Table 2: Examples of measurable quantities that can be predicted by CPFE models
Prediction by CPFE methods and Experimental access:
| Surface roughening | Speckle interferometry, digital image correlation (photogrammetry), atomic force microscopy, white-light confocal microscopy |
| Elasticity, interface mechanics, grain size effects, grain interaction, size effects | Indentation testing, tensile and compression testing, mechanical tests at different sample sizes, digital image correlation, electron backscatter diffraction, scanning electron microscopy, ultrasonic testing, x-ray and synchrotron Bragg peak broadening and shifting |
| Creep, high temperature deformation, superplasticity | tensile testing, texture measurement, in-situ electron microscopy |
| Dislocation-based constitutive modeling | Flow stress measurement, transmission electron microscopy, lattice orientation measurements, electron channeling contrast imaging in the scanning electron microscope |
| Martensite mechanics, phase transformation, shape memory | Magnetic measurements, multiphase electron backscatter diffraction, x-ray and synchrotron Bragg diffraction |
| In-grain texture, grain-scale mechanics, non-uniform deforma tion, multiphase mechanics | Digital image correlation, indentation hardness testing, orientation determination (Kikuchi diffraction in the transmission or scanning electron microscope; x-ray Bragg diffraction), mechanical testing |
| Texture evolution, texture stability, in-grain texture formation, anisotropy | Texture measurements using Kikuchi diffraction in the transmission and scanning electron microscope or x-ray Bragg diffraction |
| Forming, deep drawing, process modeling, cup drawing, spring back, earing, wire drawing, extrusion, anisotropy, design, fretting Prediction by CPFE methods Crystal plasticity and recrystallization | Hardness testing, metallography, electrical resistivity, x-ray and synchrotron diffraction, electron backscatter diffraction, transmission electron microscopy, grain size determination, kernel average orientation determination, calorimetry |
| Deformation twinning | Metallography, x-ray and synchrotron diffraction, electron backscatter diffraction, transmission electron microscopy, electron channeling contrast imaging in the scanning electron microscope |
| Nanoindentation, micro-scale deformation, miniaturized mechanical testing |
Hardness and stiffness analysis using nanoindenter or nano-manipulator tests, surface shape analysis using atomic force microscopy, electron microscopy |
Beyond these metallurgical and mechanical considerations numerical aspects also deserve attention. CPFE formulations can be either fully integrated into FE codes or implemented as user-defined subroutines into commercially available solvers. The latter point is important because engineering applications are often tackled using commercial platforms. The use of standard solvers also helps to make CPFE methods accessible to a broader community. Since details of the FE method, the mesh and the integration procedures also play a significant role in CPFE simulations, some of these aspects are discussed in Section 8.

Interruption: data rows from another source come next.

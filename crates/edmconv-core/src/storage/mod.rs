//! # Writer Backends
//!
//! Two `EventWriter` implementations:
//! - `MemoryWriter`: keeps committed events in a shared in-process buffer
//! - `RedbWriter`: persists events into a redb database (read back with `RedbReader`)
//!
//! Both persist the same unit, a `StoredEvent`: the write-listed collections
//! of one event plus that event's metadata.

pub mod memory;
pub mod redb_store;

pub use memory::MemoryWriter;
pub use redb_store::{RedbReader, RedbWriter};

use crate::records::{
    CaloHitContribution, Collection, CollectionKind, EventHeader, McParticleCollection,
    SimCalorimeterHit, SimTrackerHit,
};
use crate::store::{EventStore, Parameters};
use crate::ConvertError;
use serde::{Deserialize, Serialize};
use std::collections::BTreeMap;

/// One committed event as a writer persists it.
#[derive(Debug, Clone, PartialEq, Serialize, Deserialize, Default)]
pub struct StoredEvent {
    pub collections: BTreeMap<String, Collection>,
    pub metadata: Parameters,
}

impl StoredEvent {
    /// Snapshot the write-listed collections of `store`.
    ///
    /// The write list is shared by every instance writing to one stream, so
    /// a store may lack some listed names; those are left out of the event.
    /// A listed name holding a different record kind is an error.
    pub fn capture(
        store: &EventStore,
        write_list: &BTreeMap<String, CollectionKind>,
    ) -> Result<Self, ConvertError> {
        let mut collections = BTreeMap::new();
        for (name, kind) in write_list {
            let Some(collection) = store.get(name) else {
                continue;
            };
            if collection.kind() != *kind {
                return Err(ConvertError::KindMismatch {
                    name: name.clone(),
                    expected: *kind,
                    found: collection.kind(),
                });
            }
            collections.insert(name.clone(), collection.clone());
        }
        Ok(Self {
            collections,
            metadata: store.event_metadata().clone(),
        })
    }

    #[must_use]
    pub fn collection(&self, name: &str) -> Option<&Collection> {
        self.collections.get(name)
    }

    /// The single header record of the event.
    #[must_use]
    pub fn header(&self, name: &str) -> Option<&EventHeader> {
        match self.collections.get(name) {
            Some(Collection::EventHeader(headers)) => headers.first(),
            _ => None,
        }
    }

    #[must_use]
    pub fn particles(&self, name: &str) -> Option<&McParticleCollection> {
        match self.collections.get(name) {
            Some(Collection::McParticles(particles)) => Some(particles),
            _ => None,
        }
    }

    #[must_use]
    pub fn tracker_hits(&self, name: &str) -> Option<&[SimTrackerHit]> {
        match self.collections.get(name) {
            Some(Collection::SimTrackerHits(hits)) => Some(hits),
            _ => None,
        }
    }

    #[must_use]
    pub fn calorimeter_hits(&self, name: &str) -> Option<&[SimCalorimeterHit]> {
        match self.collections.get(name) {
            Some(Collection::SimCalorimeterHits(hits)) => Some(hits),
            _ => None,
        }
    }

    #[must_use]
    pub fn contributions(&self, name: &str) -> Option<&[CaloHitContribution]> {
        match self.collections.get(name) {
            Some(Collection::CaloHitContributions(contributions)) => Some(contributions),
            _ => None,
        }
    }
}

In summary, this review intends to demonstrate that for micro- and macro-scale mechanical problems containing dyadic degrees of freedom for shear, the CPFE method is an effective modeling platform as it can deal with the delicate interplay of different effects such as complicated boundary conditions (e.g. imposed by the surrounding microstructure or by external fields), various deformation mechanisms and their interactions (e.g. dislocation mechanics at interfaces or twins and martensite), interface properties (e.g. structural superplasticity or the Hall–Petch effect) and details of slip localization (e.g. shear band formation) at reasonable computational costs and by using open source or commercial solvers.